Air and Love by Or Rosenboim: ‘Where are you really from?’

Cover image for Air and Love by Or RosenbuimMigration is a theme I’m often drawn to, fascinated by the way in which people adapt and change, influencing their new culture and country even when it’s made clear they’re far from welcome. Or Rosenboim’s beautifully jacketed Air and Love promised an exploration of her family’s peripatetic history through their food, something I’m also keen on, prompting me to put up my hand for a copy.

In my family, cooking was a way to share a history that often could not be put into words. When we ate together, each dish invited me to discover a place, a time, an emotion.  

Rosenboim structures her book around four stories, following different branches of her family tree. The first is the Asheroffs, prosperous textile traders from Samarkand (now in Uzbekistan), who travelled freely between Central Asia and Jerusalem until the Bolshevik revolution, eventually settling in Tel Aviv. The second is the Efrati branch, Levantine Jews eating every different food from the Asheroffs, also traders navigating the Ottoman Empire with ease until the rise of nationalism and borders presented the need for papers and passports. The third branch, the Adirims, originated in Riga from which Rosenboim’s admirably resourceful sixteen-year-old grandmother escaped just in time in 1941, taking the last train into Russia with her family before the Nazis invaded. These three branches are brought together in twentieth-century Tel Aviv in the new state of Israel, where they must forge a life, some after suffering terrible loss and privation. At each point, the women of the family accommodate their cooking to their new surroundings, discovering the delights of olive oil in happy times, learning to conjure soup out of a few scavenged cabbage leaves amongst other starving refugees in unhappy ones.
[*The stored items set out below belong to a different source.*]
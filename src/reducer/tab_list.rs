//! Reducer for the regular and custom tab lists.

use std::sync::Arc;

use crate::action::TabListAction;
use crate::mvi::Reducer;
use crate::state::BrowserState;

pub struct TabListReducer;

impl Reducer for TabListReducer {
    type State = BrowserState;
    type Action = TabListAction;

    fn reduce(mut state: Self::State, action: Self::Action) -> Self::State {
        match action {
            TabListAction::AddTab { tab, select } => {
                if state.find_tab_or_custom_tab(&tab.id).is_some() {
                    tracing::debug!(tab_id = %tab.id, "Tab already exists, ignoring add");
                    return state;
                }
                // The first tab is always selected.
                if select || state.selected_tab_id.is_none() {
                    state.selected_tab_id = Some(tab.id.clone());
                }
                state.tabs.push(Arc::new(tab));
                state
            }

            TabListAction::SelectTab { tab_id } => {
                if state.find_tab(&tab_id).is_some() {
                    state.selected_tab_id = Some(tab_id);
                }
                state
            }

            TabListAction::RemoveTab { tab_id } => {
                let Some(index) = state.tabs.iter().position(|tab| tab.id == tab_id) else {
                    return state;
                };
                state.tabs.remove(index);
                if state.selected_tab_id.as_deref() == Some(tab_id.as_str()) {
                    // Prefer the tab that slid into the removed slot, then the new last tab.
                    state.selected_tab_id = state
                        .tabs
                        .get(index)
                        .or_else(|| state.tabs.last())
                        .map(|tab| tab.id.clone());
                }
                state
            }

            TabListAction::AddCustomTab { tab } => {
                if state.find_tab_or_custom_tab(&tab.id).is_none() {
                    state.custom_tabs.push(Arc::new(tab));
                }
                state
            }

            TabListAction::RemoveCustomTab { tab_id } => {
                state.custom_tabs.retain(|tab| tab.id != tab_id);
                state
            }
        }
    }
}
The interconnected world could not have existed as we know it without the decisive influence of human mobility.

From her preface, it’s clear that this isn’t quite the book Rosenboim set out to write. Exploring her family history was difficult enough given their constant movement which left little in the way of official archives to study but planning to concentrate on the female line proved impossible. Instead, she uses her male ancestors’ memoirs together with the recipes passed down by the women, often modified to include ingredients from the families’ new homeland yet still redolent of home, as a way of piecing together the undocumented female history. Many of these are scattered through her book, some sobering such as Cabbage Soup on the Road, others celebratory and tempting – I was particularly taken by the Clementine Cake. The histories of all three branches of her family are fascinating, much of it reflecting the turbulent history of the twentieth century. I’ve always seen migration as a positive thing: Rosenboim’s vibrant, absorbing book illustrates this beautifully.

Picador Books: London 9781529098099 272 pages Hardback (read Via NetGalley)

20 thoughts on “Air and Love by Or Rosenboim: ‘Where are you really from?’”

  1. I too am fascinated by migration stories, whether forced or unforced. Combine that with a thoughtful look at food and its place in family culture and there’s a winning premise for a book. I’m definitely hunting for this one, once I’m back home. Thanks!

  2. I’m so glad you said that about migration being a positive thing since all of our ancestors probably started off somewhere different than the country we now call home. Plus the whole debate around borders has become so toxic.

  3. In my late teens, I read so many family saga stories about migration that covered three generations, usually focused on the experiences of mothers, daughters, wives: I always think fondly of that motif, as a result. Those were lighter, more “women’s fiction’ type of books, but they sparked an interest in emi/immigration all the same.

    1. It’s something I’ve long been interested in, too. How much less rich our cultures would be without migration. It was the women’s stories Rosenboim wanted to tell but she was stymied by the lack of documentation of their lives. They’re still a strong presence in her book, though.

  4. I agree with you about migration stories, they are fascinating, often powerful and multi layered. This sounds like a good explanation of family history, home and food.